Sylvia Plath, considerada como una de las mejores poetas del siglo XX, nació un 27 de octubre y es por ello que, en Poémame, hemos querido rendirle homenaje. 

Sobre su persona hay opiniones para todos los gustos y su figura se ha visto mercantilizada y frivolizada hasta la saciedad.

Hoy queremos, simplemente, hacernos eco de la poeta en relación con su persona, de su trayectoria, de la influencia que tenía el mundo sobre sus letras. En el artículo publicado el año pasado nos acercábamos a ella con un poema. Hoy nos aproximaremos a su vida y a su obra.

Plath nació en octubre, en el mes del almacenaje, como expresaba en uno de sus versos. Desde muy joven se interesó por la escritura, su primer poema lo escribió a los 8 años. La educaron para ser una mujer complaciente y moderada. Ella quería cumplir con su papel, hacía lo posible para contentar las expectativas del resto, evitando mostrar sus debilidades, pero también, sus inquietudes. Esa careta de vigorosidad, perfección y alegría, dejaba tras de sí la frustración y el agotamiento que arrastraba. 

La chica que quería ser Dios, como su diario rezaba, destacaba, poseía una brillantez innegable, constantemente deseaba superarse y solía abarcar tantas ocupaciones que acababa sobrecargada, procurando además, ser la esposa y madre ideal. Amante del arte, dibujaba para desarrollar su creatividad, a instancias de su marido. 

Se suicidó muy joven y se convirtió en un mito. Se le atribuye un trastorno bipolar. Se hablaba de sus depresiones, de sus crisis, de la desesperanza ante la muerte de su padre, de los problemas en su matrimonio, de la soledad y el vacío que la embargaba. 
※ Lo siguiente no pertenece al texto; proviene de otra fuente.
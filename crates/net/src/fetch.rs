//! Size-bounded fetches into memory or onto disk

use crate::client::{request_error, NetClient};
use crate::options::FetchOptions;
use crate::writer::DigestingWriter;
use distsign_errors::{Error, FetchError};
use distsign_hash::Sha512Digest;
use futures::StreamExt;
use reqwest::Response;
use std::path::Path;
use tokio::io::{AsyncWrite, AsyncWriteExt};
use tracing::{debug, warn};

/// Result of a download to disk
#[derive(Debug, Clone, PartialEq, Eq)]
pub struct DownloadResult {
    /// SHA-512 state over exactly the bytes written
    pub digest: Sha512Digest,
    pub size: u64,
}

/// Read the body at `url` into memory.
///
/// # Errors
///
/// Returns a [`FetchError`] on transport failure, non-success status,
/// deadline or cancellation, or when the body is larger than `limit`.
/// No more than `limit` bytes are ever buffered.
pub async fn fetch_to_memory(
    client: &NetClient,
    url: &str,
    limit: u64,
    options: &FetchOptions,
) -> Result<Vec<u8>, Error> {
    let response = client.get(url, options).await?;

    let mut body = Vec::new();
    let size = copy_body(response, url, limit, options, &mut body, "memory").await?;
    debug!(url, bytes = size, "fetched into memory");
    Ok(body)
}

/// Stream the body at `url` into `dest`, hashing it with SHA-512 on the way.
///
/// The destination is closed on every path; a close failure after an
/// otherwise successful transfer fails the fetch. On failure `dest` may
/// hold a partial file, which the caller must not trust.
///
/// # Errors
///
/// Returns a [`FetchError`] on transport or file-system failure, deadline or
/// cancellation, or when the body is larger than `limit`.
pub async fn fetch_to_file(
    client: &NetClient,
    url: &str,
    dest: &Path,
    limit: u64,
    options: &FetchOptions,
) -> Result<DownloadResult, Error> {
    let response = client.get(url, options).await?;

    let mut writer = DigestingWriter::create(dest).await?;
    let label = dest.display().to_string();
    let copied = copy_body(response, url, limit, options, &mut writer, &label).await;
    let closed = writer.close().await;

    let size = copied?;
    let digest = closed?;
    debug!(url, dest = %label, bytes = size, sha512 = %digest.hash(), "fetched to file");
    Ok(DownloadResult { digest, size })
}

async fn copy_body<W>(
    response: Response,
    url: &str,
    limit: u64,
    options: &FetchOptions,
    sink: &mut W,
    sink_label: &str,
) -> Result<u64, Error>
where
    W: AsyncWrite + Unpin,
{
    if let Some(declared) = response.content_length() {
        if declared > limit {
            warn!(url, limit, declared, "declared content length exceeds limit");
            return Err(size_limit_exceeded(url, limit));
        }
    }

    let mut stream = response.bytes_stream();
    let mut received = 0u64;

    while let Some(chunk) = options.run(url, stream.next()).await? {
        let chunk = chunk.map_err(|e| request_error(url, &e))?;
        let len = chunk.len() as u64;

        if received.saturating_add(len) > limit {
            warn!(url, limit, received, "response body exceeds limit");
            return Err(size_limit_exceeded(url, limit));
        }

        sink.write_all(&chunk).await.map_err(|e| FetchError::File {
            path: sink_label.to_string(),
            message: e.to_string(),
        })?;
        received += len;
    }

    Ok(received)
}

fn size_limit_exceeded(url: &str, limit: u64) -> Error {
    FetchError::SizeLimitExceeded {
        url: url.to_string(),
        limit,
    }
    .into()
}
En el último periodo de su vida incrementa su productividad, aunque en vida solo publicó la primera recopilación de su poesía The colossus. A título póstumo, recibió el Premio Pulitzer (1982).
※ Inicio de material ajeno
#![deny(clippy::pedantic, unsafe_code)]
#![allow(clippy::module_name_repetitions)]

//! Download files from a distsign server and verify their signatures
//!
//! A server publishes:
//!
//! ```text
//! distsign.pub        signing keys, newline-joined PUBLIC KEY blocks
//! distsign.pub.sig    root-key signature over distsign.pub (raw Ed25519)
//! <path>              any distributable file
//! <path>.sig          signing-key signature over SHA-512(<path>) (Ed25519ph)
//! ```

mod client;

pub use client::{Client, VerifiedDownload, BUNDLE_PATH, SIGNATURE_SUFFIX};

pub use distsign_net::{CancellationToken, FetchOptions, NetClient, NetConfig};
pub use distsign_signing::{SigningKeyBundle, TrustStore};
Decía en uno de sus poemas que intentó no pensar demasiado, trató de ser natural y amorosa como las demás mujeres. ¿Lo consiguió? ¿Acaso era necesario?
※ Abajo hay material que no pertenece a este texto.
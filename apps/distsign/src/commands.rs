//! Command implementations

use crate::error::CliError;
use distsign_client::{Client, TrustStore, VerifiedDownload};
use distsign_config::Config;
use distsign_errors::Error;
use distsign_signing::{key_id, ArtifactSigner, KeyPair, RootSigner};
use serde_json::json;
use std::ffi::OsString;
use std::path::{Path, PathBuf};
use tokio::fs;
use tokio::io::AsyncWriteExt;
use tracing::{info, warn};

/// Result of a command, rendered as text or JSON
#[derive(Debug)]
pub enum Output {
    Keygen {
        private: PathBuf,
        public: PathBuf,
        key_id: String,
    },
    Signed {
        input: PathBuf,
        signature: PathBuf,
        key_id: String,
    },
    Downloaded {
        dst: PathBuf,
        result: VerifiedDownload,
    },
}

impl Output {
    pub fn render(&self, json_mode: bool) {
        if json_mode {
            let value = match self {
                Output::Keygen {
                    private,
                    public,
                    key_id,
                } => json!({
                    "private": private.display().to_string(),
                    "public": public.display().to_string(),
                    "key_id": key_id,
                }),
                Output::Signed {
                    input,
                    signature,
                    key_id,
                } => json!({
                    "input": input.display().to_string(),
                    "signature": signature.display().to_string(),
                    "key_id": key_id,
                }),
                Output::Downloaded { dst, result } => json!({
                    "dst": dst.display().to_string(),
                    "size": result.size,
                    "sha512": result.digest.to_hex(),
                    "key_index": result.key_index,
                }),
            };
            println!("{value}");
            return;
        }

        match self {
            Output::Keygen {
                private,
                public,
                key_id,
            } => {
                println!("Generated key {key_id}");
                println!("  private: {}", private.display());
                println!("  public:  {}", public.display());
            }
            Output::Signed {
                input,
                signature,
                key_id,
            } => {
                println!(
                    "Signed {} with key {key_id} -> {}",
                    input.display(),
                    signature.display()
                );
            }
            Output::Downloaded { dst, result } => {
                println!("Verified {} ({} bytes)", dst.display(), result.size);
                println!("  sha512: {}", result.digest);
            }
        }
    }
}

/// Generate a key pair, refusing to replace existing files
pub async fn keygen(private: &Path, public: &Path) -> Result<Output, CliError> {
    for path in [private, public] {
        if fs::try_exists(path)
            .await
            .map_err(|e| Error::io_with_path(&e, path))?
        {
            return Err(CliError::InvalidArguments(format!(
                "{} already exists, refusing to overwrite",
                path.display()
            )));
        }
    }

    let pair = KeyPair::generate();
    write_new(private, pair.private_pem().as_bytes(), true).await?;
    write_new(public, pair.public_pem().as_bytes(), false).await?;

    let key_id = key_id(&pair.public_key());
    info!(key = %key_id, "generated key pair");
    Ok(Output::Keygen {
        private: private.to_path_buf(),
        public: public.to_path_buf(),
        key_id,
    })
}

/// Sign a signing-key bundle with a root key
pub async fn sign_keys(
    root_key: &Path,
    bundle: &Path,
    out: Option<PathBuf>,
) -> Result<Output, CliError> {
    let signer = RootSigner::load(root_key).await?;
    let data = fs::read(bundle)
        .await
        .map_err(|e| Error::io_with_path(&e, bundle))?;
    let signature = signer.sign_signing_keys(&data)?;

    let out = out.unwrap_or_else(|| signature_path(bundle));
    write_file(&out, &signature.to_bytes()).await?;

    Ok(Output::Signed {
        input: bundle.to_path_buf(),
        signature: out,
        key_id: key_id(&signer.verifying_key()),
    })
}

/// Sign a file with a signing key
pub async fn sign(key: &Path, file: &Path, out: Option<PathBuf>) -> Result<Output, CliError> {
    let signer = ArtifactSigner::load(key).await?;
    let signature = signer.sign_file(file).await?;

    let out = out.unwrap_or_else(|| signature_path(file));
    write_file(&out, &signature.to_bytes()).await?;

    Ok(Output::Signed {
        input: file.to_path_buf(),
        signature: out,
        key_id: key_id(&signer.verifying_key()),
    })
}

/// Download `src` into `dst` through a sibling partial file.
///
/// `dst` is only replaced once the signature has validated; the partial
/// file is removed on every failure.
pub async fn download(
    config: &Config,
    roots: TrustStore,
    src: &str,
    dst: &Path,
) -> Result<Output, CliError> {
    let client = Client::from_config(roots, config)?;
    let partial = partial_path(dst);

    let result = match client.download(src, &partial).await {
        Ok(result) => result,
        Err(e) => {
            if let Err(remove) = fs::remove_file(&partial).await {
                if remove.kind() != std::io::ErrorKind::NotFound {
                    warn!(path = %partial.display(), error = %remove, "failed to remove partial download");
                }
            }
            return Err(e.into());
        }
    };

    fs::rename(&partial, dst)
        .await
        .map_err(|e| Error::io_with_path(&e, dst))?;

    Ok(Output::Downloaded {
        dst: dst.to_path_buf(),
        result,
    })
}

fn signature_path(path: &Path) -> PathBuf {
    append_extension(path, ".sig")
}

fn partial_path(path: &Path) -> PathBuf {
    append_extension(path, ".partial")
}

fn append_extension(path: &Path, suffix: &str) -> PathBuf {
    let mut name = OsString::from(path.as_os_str());
    name.push(suffix);
    PathBuf::from(name)
}

async fn write_file(path: &Path, contents: &[u8]) -> Result<(), Error> {
    fs::write(path, contents)
        .await
        .map_err(|e| Error::io_with_path(&e, path))
}

async fn write_new(path: &Path, contents: &[u8], private: bool) -> Result<(), Error> {
    let mut options = fs::OpenOptions::new();
    options.write(true).create_new(true);
    #[cfg(unix)]
    if private {
        options.mode(0o600);
    }
    #[cfg(not(unix))]
    let _ = private;

    let mut file = options
        .open(path)
        .await
        .map_err(|e| Error::io_with_path(&e, path))?;
    file.write_all(contents)
        .await
        .map_err(|e| Error::io_with_path(&e, path))?;
    file.sync_all()
        .await
        .map_err(|e| Error::io_with_path(&e, path))
}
Os dejamos con un par de poemas.


Soy vertical

Pero preferiría ser horizontal.
No soy un árbol con las raíces en la tierra
absorbiendo minerales y amor maternal
para que cada marzo florezcan las hojas,
ni soy la belleza del jardín
de llamativos colores que atrae exclamaciones de admiración
ignorando que pronto perderá sus pétalos.
Comparado conmigo, un árbol es inmortal
y una flor, aunque no tan alta, es más llamativa,
y quiero la longevidad de uno y la valentía de la otra.
Esta noche, bajo la luz infinitesimal de las estrellas,
los árboles y las flores han derramado sus olores frescos.
Camino entre ellos, pero no se dan cuenta.
A veces pienso que cuando estoy durmiendo
me debo de parecer a ellos a la perfección—
oscurecidos ya los pensamientos.
Para mí es más natural estar tendida.
Es entonces cuando el cielo y yo conversamos con libertad,
y así seré útil cuando al fin me tienda:
entonces los árboles podrán tocarme por una vez, y las flores tendrán tiempo para mí.

Nacidos muertos

Estos poemas no viven: el diagnóstico es triste.
Los dedos de manos y pies crecieron bastante,
sus pequeñas frentes se abombaron por la concentración.
Si no caminaron por ahí como personas
no fue por falta de amor materno.
¡No puedo entender lo que les ocurrió!
Tienen la forma, el número, los miembros precisos.
¡Se ven tan bien ahí en su líquido de adobo!
Sonríen, sonríen, sonríen, me sonríen a mí.
Pero los pulmones no se hinchan y el corazón no bombea.
No son cerdos, ni siquiera son peces,
aunque tienen un cierto aire de cerdo y de pez,
sería mejor que estuvieran vivos, y así es como estaban.
Pero están muertos, y su madre, casi muerta de enajenación,
y miran como estúpidos, y no hablan de ella.